Ao mesmo tempo, acompanhamos com a intenção de auxiliá-la, visto que obstáculos desafiaram as duplas para a concretização da leitura e ordenação dos versos. A maior dificuldade recaiu pelo fato do trecho disponibilizado aos estudantes não estar equivalente ao registrado no quadro; outro fator foi em relação à fluência leitora, às vezes um tomava a frente do outro e resolvia sozinho. Para finalizar, ela entregou o poema completo, como fora registrado no quadro, para desenvolverem atividades voltadas para o SEA, como identificação de palavras e contagem do número de sílabas.

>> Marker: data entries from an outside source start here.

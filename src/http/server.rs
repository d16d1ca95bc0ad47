//! HTTP server setup and worker threads.
//!
//! # Responsibilities
//! - Create the Axum app for one worker, with middleware (tracing, timeout,
//!   request ID)
//! - Run N worker threads, each with its own single-threaded runtime
//! - Accept on clones of one shared listening socket
//! - Hand every request to the site router with the worker's context
//! - Stop all workers on the shutdown broadcast
//!
//! # Design Decisions
//! - A connection is served start to finish by the worker that accepted it,
//!   so a worker's page copies never cross threads
//! - The context mutex is only taken inside synchronous code and never held
//!   across an await

use std::io;
use std::net::SocketAddr;
use std::sync::{Arc, Mutex};
use std::thread::JoinHandle;
use std::time::Duration;

use axum::{
    body::Body,
    extract::State,
    http::Request,
    response::Response,
    Router as AxumRouter,
};
use tokio::net::TcpListener;
use tokio::sync::broadcast;
use tower_http::{
    request_id::{PropagateRequestIdLayer, SetRequestIdLayer},
    timeout::TimeoutLayer,
    trace::TraceLayer,
};

use crate::config::ServerConfig;
use crate::controller::WorkerContext;
use crate::http::request::{self, request_id_header, MakeRequestUuid};
use crate::lifecycle::Shutdown;
use crate::routing::Router;

/// State injected into the handler of one worker.
#[derive(Clone)]
struct WorkerState {
    router: Arc<Router>,
    context: Arc<Mutex<WorkerContext>>,
}

/// Multi-worker HTTP server for a site.
pub struct HttpServer {
    router: Arc<Router>,
    config: ServerConfig,
}

impl HttpServer {
    pub fn new(config: ServerConfig, router: Router) -> Self {
        Self {
            router: Arc::new(router),
            config,
        }
    }

    /// Build the Axum app served by one worker.
    #[allow(deprecated)]
    pub fn build_app(
        router: Arc<Router>,
        context: Arc<Mutex<WorkerContext>>,
        request_timeout: Duration,
    ) -> AxumRouter {
        let state = WorkerState { router, context };
        AxumRouter::new()
            .fallback(site_handler)
            .with_state(state)
            .layer(TimeoutLayer::new(request_timeout))
            .layer(PropagateRequestIdLayer::new(request_id_header()))
            .layer(TraceLayer::new_for_http())
            .layer(SetRequestIdLayer::new(request_id_header(), MakeRequestUuid))
    }

    /// Start the worker threads on `listener`.
    ///
    /// Every worker subscribes to `shutdown` before this returns, so a
    /// trigger issued afterwards reaches all of them.
    pub fn spawn(self, listener: std::net::TcpListener, shutdown: &Shutdown) -> io::Result<ServerHandle> {
        let local_addr = listener.local_addr()?;
        let workers = self.config.listener.workers.max(1);
        let timeout = Duration::from_secs(self.config.timeouts.request_secs);

        tracing::info!(
            address = %local_addr,
            workers,
            request_timeout_secs = self.config.timeouts.request_secs,
            "HTTP server starting"
        );

        let mut handles = Vec::with_capacity(workers);
        for index in 0..workers {
            let listener = listener.try_clone()?;
            let router = Arc::clone(&self.router);
            let signal = shutdown.subscribe();

            let handle = std::thread::Builder::new()
                .name(format!("vein-worker-{index}"))
                .spawn(move || run_worker(listener, router, timeout, signal))?;
            handles.push(handle);
        }

        Ok(ServerHandle {
            local_addr,
            workers: handles,
        })
    }

    pub fn config(&self) -> &ServerConfig {
        &self.config
    }

    pub fn router(&self) -> &Router {
        &self.router
    }
}

/// Running workers.
pub struct ServerHandle {
    local_addr: SocketAddr,
    workers: Vec<JoinHandle<io::Result<()>>>,
}

impl ServerHandle {
    pub fn local_addr(&self) -> SocketAddr {
        self.local_addr
    }

    pub fn worker_count(&self) -> usize {
        self.workers.len()
    }

    /// Wait for every worker to stop. Returns the first worker error.
    pub fn join(self) -> io::Result<()> {
        let mut result = Ok(());
        for handle in self.workers {
            let outcome = handle
                .join()
                .unwrap_or_else(|_| Err(io::Error::other("worker thread panicked")));
            if let Err(e) = outcome {
                tracing::error!(error = %e, "Worker stopped with an error");
                if result.is_ok() {
                    result = Err(e);
                }
            }
        }
        tracing::info!("HTTP server stopped");
        result
    }
}

fn run_worker(
    listener: std::net::TcpListener,
    router: Arc<Router>,
    timeout: Duration,
    mut shutdown: broadcast::Receiver<()>,
) -> io::Result<()> {
    let runtime = tokio::runtime::Builder::new_current_thread()
        .enable_all()
        .build()?;

    runtime.block_on(async move {
        listener.set_nonblocking(true)?;
        let listener = TcpListener::from_std(listener)?;

        let context = WorkerContext::new();
        tracing::info!(worker = %context.id(), "Worker accepting connections");

        let app = HttpServer::build_app(router, Arc::new(Mutex::new(context)), timeout);
        axum::serve(listener, app)
            .with_graceful_shutdown(async move {
                let _ = shutdown.recv().await;
            })
            .await
    })
}

async fn site_handler(State(state): State<WorkerState>, request: Request<Body>) -> Response {
    tracing::debug!(
        request_id = %request::request_id(&request),
        method = %request.method(),
        target = %request.uri(),
        "Serving request"
    );
    respond(&state, &request)
}

fn respond(state: &WorkerState, request: &Request<Body>) -> Response {
    let mut context = match state.context.lock() {
        Ok(guard) => guard,
        Err(poisoned) => {
            tracing::warn!("Worker context lock poisoned, dropping local pages");
            let mut guard = poisoned.into_inner();
            guard.clear();
            guard
        }
    };
    state.router.handle(&mut context, request)
}

#[cfg(test)]
mod tests {
    use super::*;
    use crate::controller::{callback, Controller};
    use crate::html::{Tag, TagType};
    use axum::http::{header, StatusCode};
    use tower::ServiceExt;

    fn app(root: &std::path::Path) -> AxumRouter {
        let tree = Tag::new(TagType::Html)
            .child(Tag::new(TagType::Head).child(Tag::new(TagType::Title).text("t")))
            .child(Tag::new(TagType::Body));
        let mut controller = Controller::new(tree).unwrap();
        controller.set_default_callback(callback(|_, _, _| Ok(StatusCode::OK)));

        let router = Router::builder(root).register("/", controller).build();
        HttpServer::build_app(
            Arc::new(router),
            Arc::new(Mutex::new(WorkerContext::new())),
            Duration::from_secs(5),
        )
    }

    #[tokio::test]
    async fn test_page_response_has_request_id() {
        let dir = tempfile::tempdir().unwrap();
        let response = app(dir.path())
            .oneshot(Request::get("/").body(Body::empty()).unwrap())
            .await
            .unwrap();

        assert_eq!(response.status(), StatusCode::OK);
        assert_eq!(response.headers()[header::CONTENT_ENCODING], "deflate");
        assert!(response.headers().contains_key(request::X_REQUEST_ID));
    }

    #[tokio::test]
    async fn test_client_request_id_is_echoed() {
        let dir = tempfile::tempdir().unwrap();
        let response = app(dir.path())
            .oneshot(
                Request::get("/missing.txt")
                    .header(request::X_REQUEST_ID, "req-42")
                    .body(Body::empty())
                    .unwrap(),
            )
            .await
            .unwrap();

        assert_eq!(response.status(), StatusCode::NOT_FOUND);
        assert_eq!(response.headers()[request::X_REQUEST_ID], "req-42");
    }

    #[tokio::test]
    async fn test_post_is_rejected() {
        let dir = tempfile::tempdir().unwrap();
        let response = app(dir.path())
            .oneshot(Request::post("/").body(Body::empty()).unwrap())
            .await
            .unwrap();
        assert_eq!(response.status(), StatusCode::BAD_REQUEST);
    }

    #[test]
    fn test_workers_stop_on_shutdown() {
        let dir = tempfile::tempdir().unwrap();
        let mut config = ServerConfig::default();
        config.listener.workers = 3;
        config.site.public_root = dir.path().to_path_buf();

        let listener = std::net::TcpListener::bind("127.0.0.1:0").unwrap();
        let router = Router::builder(dir.path()).build();
        let shutdown = Shutdown::new();

        let handle = HttpServer::new(config, router).spawn(listener, &shutdown).unwrap();
        assert_eq!(handle.worker_count(), 3);
        assert_ne!(handle.local_addr().port(), 0);

        shutdown.trigger();
        handle.join().unwrap();
    }
}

Em relação às maneiras de fazer da professora, imersa na cotidianidade, suas ações apontaram para a carência, face à leitura realizada individual pelo aluno. Não houve uma prática sistemática que priorizasse a construção dessa autonomia, exceto em escassas circunstâncias, conforme demonstrado anteriormente. As práticas recaíram mais na formação de alunos ouvintes, e não de leitores.

O processo de apropriação da professora, acerca da leitura textual, pareceu-nos relacionar à sua coerência pragmática (CHARTIER, 1998), por não conceber que os estudantes, nessa fase da escolarização, pudessem ser inseridos em uma prática autônoma de leitura, já que ambicionava uma leitura fluente para que isso sucedesse. O usuário, nesse caso, a P1, às

vezes, coloca em ação um jogo sutil de táticas, quer seja pelo controle do tempo, das oportunidades ou porque se opõem às estratégias (CERTEAU, 2014).